Homere gist d’Ios sur les celestes fleurs,
Virgile dans ton sein, Partenope sereine,
Et Ronsard sur la soye aux jardins de Touraine.
(Bl. VIII, 254.)

P. 33, l. 8. — que l’on en tire. La source de ce passage est le troisième sonnet des Derniers vers, dont voici les tercets :

Heureux, cent fois heureux, animaux qui dormez
Demy an en vos trous, sous la terre enfermez,
Sans manger du pavot, qui tous les sens assomme.
J’en ay mangé, j’ay beu de son just oublieux,
En salade, cuit, cru, et toutesfois le somme
Ne vient par sa froideur s’asseoir dessus mes yeux.
(Bl. VII, 313 ; M.-L. VI, 301.)

Du Perron dit de son côté : « ... Voyant qu’il ne reposoit nullement, et qu’il avoit tousjours les yeux ouverts et l’âme eveillée et sensible aux pointes et aux aiguillons de sa douleur, il fut contrainct pour charmer et conjurer la cruauté de son mal, d’avoir recours à un somme artificiel, et de se mettre à boire du just de pavot, lequel au lieu de luy apporter quelque ayde et quelque soulagement, luy engourdit tellement les fonctions naturelles, et luy refroidit si fort le sang et les esprits, qu’il tomba tout à faict en une atrophie et en un default de nourriture, de sorte que toutes ses extremitez ne recevoient plus aucun aliment ny aucune substance... » (Or. fun., édition princeps, p. 79.)

Ronsard, de tempérament neuro-arthritique, semble avoir eu des insomnies de très bonne heure, par suite de surmenage intellectuel et physique, témoin le Vœu au Somme (1550), le sonnet Quand le soleil (1552) l’ode Laisse-moy sommeiller Amour (1554).
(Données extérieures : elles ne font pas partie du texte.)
impl Renderer for MongoRenderer<'_> {
    fn language(&self) -> &'static str {
        "mongodb"
    }

    fn query(&self) -> &Query {
        self.query
    }

    fn keywords(&self) -> &'static [ClauseKind] {
        &[
            ClauseKind::Where,
            ClauseKind::GroupBy,
            ClauseKind::Select,
            ClauseKind::OrderBy,
            ClauseKind::Limit,
        ]
    }

    fn has_default(&self, _kind: ClauseKind) -> bool {
        false
    }

    fn format_clause(&mut self, kind: ClauseKind, values: &[String]) -> Result<String, GeneratorError> {
        match kind {
            ClauseKind::Where => {
                let mut filter = Map::new();
                for text in values {
                    let condition = parse_condition(text).ok_or_else(|| self.unsupported(text))?;
                    self.add_condition(&mut filter, &condition, text)?;
                }
                self.filter = filter;
            }
            ClauseKind::GroupBy => {
                let keys: Vec<String> = values.iter().map(|v| self.field_name(v)).collect();
                let (aggregates, _) = split_aggregates(self.query.values(ClauseKind::Select));
                self.group = Some(self.group_stage(&keys, &aggregates));
            }
            ClauseKind::Select => {
                let (aggregates, plain) = split_aggregates(values);
                if !aggregates.is_empty() && self.group.is_none() {
                    self.group = Some(self.group_stage(&[], &aggregates));
                }
                for field in plain {
                    let (expr, _) = split_alias(&field);
                    let name = self.field_name(&expr);
                    if name == "*" || name.starts_with("TOP(") {
                        continue;
                    }
                    if !name.chars().all(|c| c.is_alphanumeric() || c == '_' || c == '.') {
                        return Err(GeneratorError::UnsupportedField {
                            language: self.language().to_string(),
                            field: field.clone(),
                        });
                    }
                    if self.group.is_none() {
                        self.projection.insert(name, json!(1));
                    }
                }
            }
            ClauseKind::OrderBy => {
                for value in values {
                    let (field, sort) = SortType::split_fragment(value);
                    let direction = if sort == SortType::Desc { -1 } else { 1 };
                    self.sort.insert(self.field_name(field), json!(direction));
                }
            }
            ClauseKind::Limit => {
                if let Some(text) = values.first() {
                    self.limit = parse_limit(text);
                }
            }
            ClauseKind::From => {}
        }
        Ok(String::new())
    }

    fn assemble(&mut self, _parts: Vec<(ClauseKind, String)>) -> Result<String, GeneratorError> {
        let collection = self.query.table_name();
        let lookups = self.lookups()?;

        if self.group.is_none() && lookups.is_empty() {
            let mut text = format!("db.{}.find({}", collection, Value::Object(self.filter.clone()));
            if !self.projection.is_empty() {
                text.push_str(&format!(", {}", Value::Object(self.projection.clone())));
            }
            text.push(')');
            if !self.sort.is_empty() {
                text.push_str(&format!(".sort({})", Value::Object(self.sort.clone())));
            }
            if let Some((count, offset)) = self.limit {
                text.push_str(&format!(".limit({})", count));
                if offset > 0 {
                    text.push_str(&format!(".skip({})", offset));
                }
            }
            return Ok(text);
        }

        let mut stages = lookups;
        if !self.filter.is_empty() {
            stages.push(json!({ "$match": Value::Object(self.filter.clone()) }));
        }
        match &self.group {
            Some(group) => stages.push(json!({ "$group": Value::Object(group.clone()) })),
            None if !self.projection.is_empty() => {
                stages.push(json!({ "$project": Value::Object(self.projection.clone()) }))
            }
            None => {}
        }
        if !self.sort.is_empty() {
            stages.push(json!({ "$sort": Value::Object(self.sort.clone()) }));
        }
        if let Some((count, offset)) = self.limit {
            if offset > 0 {
                stages.push(json!({ "$skip": offset }));
            }
            stages.push(json!({ "$limit": count }));
        }
        Ok(format!("db.{}.aggregate({})", collection, Value::Array(stages)))
    }
}

fn mongo_operator(op: CompareOp) -> &'static str {
    match op {
        CompareOp::Eq => "$eq",
        CompareOp::Ne => "$ne",
        CompareOp::Gt => "$gt",
        CompareOp::Gte => "$gte",
        CompareOp::Lt => "$lt",
        CompareOp::Lte => "$lte",
    }
}

/// Add `{operator: value}` under `field`, turning a bare equality already
/// stored there into `$eq`.
fn insert_operator(target: &mut Map<String, Value>, field: String, operator: &str, value: Value) {
    let entry = target.entry(field).or_insert_with(|| Value::Object(Map::new()));
    if !matches!(entry, Value::Object(map) if map.keys().all(|k| k.starts_with('$'))) {
        let previous = entry.take();
        *entry = json!({ "$eq": previous });
    }
    if let Value::Object(map) = entry {
        map.insert(operator.to_string(), value);
    }
}

/// SQL literal text to JSON: quoted text, integers, floats, booleans, NULL.
pub(crate) fn json_literal(text: &str) -> Option<Value> {
    let text = text.trim();
    if is_quoted(text) {
        return Some(json!(unquote(text)));
    }
    if let Ok(int) = text.parse::<i64>() {
        return Some(json!(int));
    }
    if let Ok(float) = text.parse::<f64>() {
        return serde_json::Number::from_f64(float).map(Value::Number);
    }
    match text.to_lowercase().as_str() {
        "true" => Some(json!(true)),
        "false" => Some(json!(false)),
        "null" => Some(Value::Null),
        _ => None,
    }
}

/// `%abc%` -> `abc`, `abc%` -> `^abc`, `%abc` -> `abc$`.
fn like_to_regex(pattern: &str) -> String {
    let starts = pattern.starts_with('%');
    let ends = pattern.ends_with('%') && pattern.len() > 1;
    let core = pattern.trim_matches('%').replace('%', ".*").replace('_', ".");
    match (starts, ends) {
        (true, true) => core,
        (false, true) => format!("^{}", core),
        (true, false) => format!("{}$", core),
        (false, false) => format!("^{}$", core),
    }
}

/// `"10"` or `"10 OFFSET 20"`.
pub(crate) fn parse_limit(text: &str) -> Option<(u64, u64)> {
    let mut words = text.split_whitespace();
    let count = words.next()?.parse().ok()?;
    let offset = match (words.next(), words.next()) {
        (Some(keyword), Some(offset)) if keyword.eq_ignore_ascii_case("OFFSET") => {
            offset.parse().ok()?
        }
        _ => 0,
    };
    Some((count, offset))
}

#[cfg(test)]
mod tests {
    use super::*;
    use crate::config::SessionConfig;

    fn session() -> Session {
        Session::new(SessionConfig {
            break_lines: false,
            ..Default::default()
        })
    }

    fn render(query: &Query, session: &Session) -> Result<String, GeneratorError> {
        MongoRenderer::new(query, session).convert()
    }

    #[test]
    fn test_find_with_projection_sort_and_limit() {
        let session = session();
        let mut query = Query::new("Product p", &session);
        query.push(ClauseKind::Select, "p.name");
        query.push(ClauseKind::Select, "p.price");
        query.push(ClauseKind::Where, "p.price > 10");
        query.push(ClauseKind::Where, "p.category = 'Gizmo'");
        query.push(ClauseKind::OrderBy, "p.price DESC");
        query.limit(5, 10, &session);
        assert_eq!(
            render(&query, &session).unwrap(),
            r#"db.Product.find({"price":{"$gt":10},"category":"Gizmo"}, {"name":1,"price":1}).sort({"price":-1}).limit(5).skip(10)"#
        );
    }

    #[test]
    fn test_operators() {
        let session = session();
        let mut query = Query::new("Product p", &session);
        query.push(ClauseKind::Where, "p.price BETWEEN 10 AND 20");
        query.push(ClauseKind::Where, "p.category IN ('a', 'b')");
        query.push(ClauseKind::Where, "(p.vendor = 'x' OR p.vendor = 'y')");
        query.push(ClauseKind::Where, "p.name LIKE 'Gi%'");
        assert_eq!(
            render(&query, &session).unwrap(),
            r#"db.Product.find({"price":{"$gte":10,"$lte":20},"category":{"$in":["a","b"]},"$or":[{"vendor":"x"},{"vendor":"y"}],"name":{"$regex":"^Gi"}})"#
        );
    }

    #[test]
    fn test_group_by_becomes_aggregate() {
        let session = session();
        let mut query = Query::new("Sales s", &session);
        query.push(ClauseKind::Select, "s.region");
        query.push(ClauseKind::Select, "SUM(s.value) as total");
        query.push(ClauseKind::Where, "s.year = 2024");
        query.push(ClauseKind::GroupBy, "s.region");
        assert_eq!(
            render(&query, &session).unwrap(),
            r#"db.Sales.aggregate([{"$match":{"year":2024}},{"$group":{"_id":"$region","total":{"$sum":"$value"}}}])"#
        );
    }

    #[test]
    fn test_field_comparison_is_unsupported() {
        let session = session();
        let mut query = Query::new("Product p", &session);
        query.push(ClauseKind::Where, "p.price > p.cost");
        assert!(matches!(
            render(&query, &session),
            Err(GeneratorError::UnsupportedCondition { .. })
        ));
    }

    #[test]
    fn test_limit_text() {
        assert_eq!(parse_limit("10"), Some((10, 0)));
        assert_eq!(parse_limit("10 OFFSET 5"), Some((10, 5)));
        assert_eq!(parse_limit("ten"), None);
    }
}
Il usa également de bonne heure de pavot pour combattre l’insomnie, témoin l’ode Cinq jours sont jà passez (1555), et l’élégie à Jamin, Couvre mon chef de pavot (1569).

P. 33, l. 11. — foiblesse du corps. Ce sont les cinq premières pièces des Derniers vers, savoir les stances J’ay varié ma vie..., et les sonnets i à iv (Bl. VII, 311 et suiv. ; M.-L. VI, 299 et suiv.). De son côté, Du Perron a écrit un long développement sur la force d’âme de Ronsard en ces heures douloureuses et sur les poésies qu’il dicta durant son dernier séjour à Croixval (Or. fun., pp. 80 et suiv. de l’éd. princeps) ; mais en ses trois ou quatre pages il est moins précis et moins exact que Binet en ses deux ou trois phrases : il ne dit pas que Galland était là pour recueillir les poésies dictées par Ronsard, ni quel fut leur nombre.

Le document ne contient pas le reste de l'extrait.